A typically-breathless report in the Guardian on the subject states that "Estonia claims e-ID saves citizens about five days a year of pre-digital administrative hassle." In other words, it was the digitalisation that reduced the admin overhead, not the national ID. Nobody in the UK is currently spending five days a year routinely negotiating public services online, and obviously the introduction of an ID scheme will not reduce the amount of time you spend sitting in a hospital waiting room or queueing for a bus. One argument you don't hear from the Tony Blair Institute, or anybody else for that matter, is that a national ID scheme will increase the take-up of benefits, by identifying people who are eligible but currently don't claim. It's estimated that UK benefit fraud (some of which is actually just DWP error) amounts to over £6 billion a year while unclaimed benefits are almost four times that at £23 billion. The intersection of national IDs and benefits is always about "efficient allocation", "better targeting" and the prevention of fraud.

The UK's feudal legacy is not to be found in the monarchy or Morris Men - both largely invented traditions of the modern era - but in its parcellised approach to public services, which is reflected in the multiple and not always overlapping identification schemes from NHS numbers to driving licences used to organise it. That may seem strange given that cars are obviously a modern invention and the NHS dates from only 1948, but the point is that the state in its broadest form has always been more fragmentary and blinkered than either its advocates or critics have allowed, and the roots of its disaggregation go a long way back. The welfare state may have offered an embrace from cradle to grave, but it was never the same arms doing the embracing over time, while the dystopian nightmare of an intrusive state ignored the reality of administrative disconnection (the totalitarian fears of Geroge Orwell originated from his experiences in the very exclusive and parcellised environs of Eton and the BBC).

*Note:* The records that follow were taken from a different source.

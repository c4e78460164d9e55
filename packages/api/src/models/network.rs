//! Connections between users and meeting requests to experts.
//!
//! Statuses are owned by the server. The client only ever sends the status it
//! wants (`accepted`/`rejected`) and re-reads the record afterwards.

use chrono::{DateTime, Utc};
use serde::{Deserialize, Serialize};

#[derive(Clone, Copy, Debug, Default, PartialEq, Eq, Serialize, Deserialize)]
#[serde(rename_all = "lowercase")]
pub enum ConnectionType {
    #[default]
    Collaborate,
    Follow,
}

/// Lifecycle of a connection or meeting request.
#[derive(Clone, Debug, Default, PartialEq, Eq, Hash, Serialize, Deserialize)]
#[serde(from = "String", into = "String")]
pub enum RequestStatus {
    #[default]
    Pending,
    Accepted,
    Rejected,
    Other(String),
}

impl RequestStatus {
    pub fn as_str(&self) -> &str {
        match self {
            RequestStatus::Pending => "pending",
            RequestStatus::Accepted => "accepted",
            RequestStatus::Rejected => "rejected",
            RequestStatus::Other(raw) => raw,
        }
    }

    pub fn is_pending(&self) -> bool {
        matches!(self, RequestStatus::Pending)
    }
}

impl From<String> for RequestStatus {
    fn from(raw: String) -> Self {
        match raw.as_str() {
            "pending" => RequestStatus::Pending,
            "accepted" => RequestStatus::Accepted,
            "rejected" => RequestStatus::Rejected,
            _ => RequestStatus::Other(raw),
        }
    }
}

impl From<RequestStatus> for String {
    fn from(status: RequestStatus) -> Self {
        status.as_str().to_string()
    }
}

impl std::fmt::Display for RequestStatus {
    fn fmt(&self, f: &mut std::fmt::Formatter<'_>) -> std::fmt::Result {
        f.write_str(self.as_str())
    }
}

/// Body for the status-update endpoints.
#[derive(Clone, Debug, PartialEq, Eq, Serialize, Deserialize)]
pub struct StatusUpdate {
    pub status: RequestStatus,
}

#[derive(Clone, Debug, PartialEq, Serialize, Deserialize)]
pub struct Connection {
    pub id: i64,
    pub requester_id: i64,
    pub receiver_id: i64,
    pub connection_type: ConnectionType,
    pub status: RequestStatus,
    #[serde(default, with = "super::timestamp")]
    pub created_at: Option<DateTime<Utc>>,
    #[serde(default, with = "super::timestamp")]
    pub updated_at: Option<DateTime<Utc>>,
}

#[derive(Clone, Debug, PartialEq, Eq, Serialize, Deserialize)]
pub struct NewConnection {
    pub requester_id: i64,
    pub receiver_id: i64,
    pub connection_type: ConnectionType,
}

#[derive(Clone, Debug, PartialEq, Serialize, Deserialize)]
pub struct MeetingRequest {
    pub id: i64,
    pub requester_id: i64,
    pub expert_id: i64,
    #[serde(default)]
    pub message: Option<String>,
    #[serde(default)]
    pub contact_info: Option<String>,
    pub status: RequestStatus,
    #[serde(default, with = "super::timestamp")]
    pub created_at: Option<DateTime<Utc>>,
    #[serde(default, with = "super::timestamp")]
    pub updated_at: Option<DateTime<Utc>>,
}

#[derive(Clone, Debug, Default, PartialEq, Eq, Serialize, Deserialize)]
pub struct NewMeetingRequest {
    pub requester_id: i64,
    pub expert_id: i64,
    #[serde(skip_serializing_if = "Option::is_none")]
    pub message: Option<String>,
    #[serde(skip_serializing_if = "Option::is_none")]
    pub contact_info: Option<String>,
}

/// A researcher as seen from another researcher, with the status of any
/// connection between the two in either direction.
#[derive(Clone, Debug, PartialEq, Serialize, Deserialize)]
pub struct Collaborator {
    pub id: i64,
    pub name: String,
    #[serde(default)]
    pub specialties: Option<String>,
    #[serde(default)]
    pub research_interests: Option<String>,
    #[serde(default)]
    pub bio: Option<String>,
    #[serde(default)]
    pub connection_status: Option<RequestStatus>,
}

/// A researcher as listed for patients.
#[derive(Clone, Debug, PartialEq, Serialize, Deserialize)]
pub struct Expert {
    pub id: i64,
    pub name: String,
    #[serde(default)]
    pub specialties: Option<String>,
    #[serde(default)]
    pub research_interests: Option<String>,
    #[serde(default)]
    pub bio: Option<String>,
    #[serde(default)]
    pub location: Option<String>,
    #[serde(default, deserialize_with = "store::models::null_as_default")]
    pub meeting_availability: bool,
}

The worry that a national ID scheme would lead to Larry Ellison or Peter Thiel controlling our personal data is a classic case of closing the stable door after the horse has bolted. Partly because of the parcellised nature of personal identification in the UK, they have already scooped up many of our demographic assets with minimal democratic oversight and zero public agreement. For them, the promise of a national ID is the ability to exploit the linkages between the datasets that they already control: the primary key to all the mysteries, if I may be permitted a techno-literate joke. But whether that will lead to greater insight is moot. It's easy enough to sell the state on the vision of making the population ever more legible, but the experience of Big Data has proved underwhelming, particularly in the area of public administration. The fundmental problem is one of triviality: that there isn't much to be learned by extending a particular NHS patient's record to include their driving licence. Even in aggregate, there is unlikely to be a statistically significant correlation between being entitled to ride a motorbike and suffering from shingles.

If the government wanted to implement a national ID card on the cheap it could simply issue everyone who doesn't have one with a driving licence. In these cases the card would simply have blanks on the reverse - i.e. you wouldn't be licensed to drive anything. In many countries, such as the USA, a driving licence is the standard form of (non-compulsory) ID and in the UK plenty of teenagers already use a provisional licence for proof of age in pubs and clubs. But this pragmatic approach, infomed by international practice, isn't what the likes of Lewis Goodall are seeking when they criticise British insularity. Their vision is of a common online identity whose utility to the state is almost incidental to its utility to business. And what particularly attracts journalists who face derision on social media is the prospect of doing away with online anonymity altogether. As they gather at the Labour Party Annual Conference in Liverpool to fret about Starmer's lack of vision, what they see when they look around the conference hall is actually their own vision: a society of the lanyard.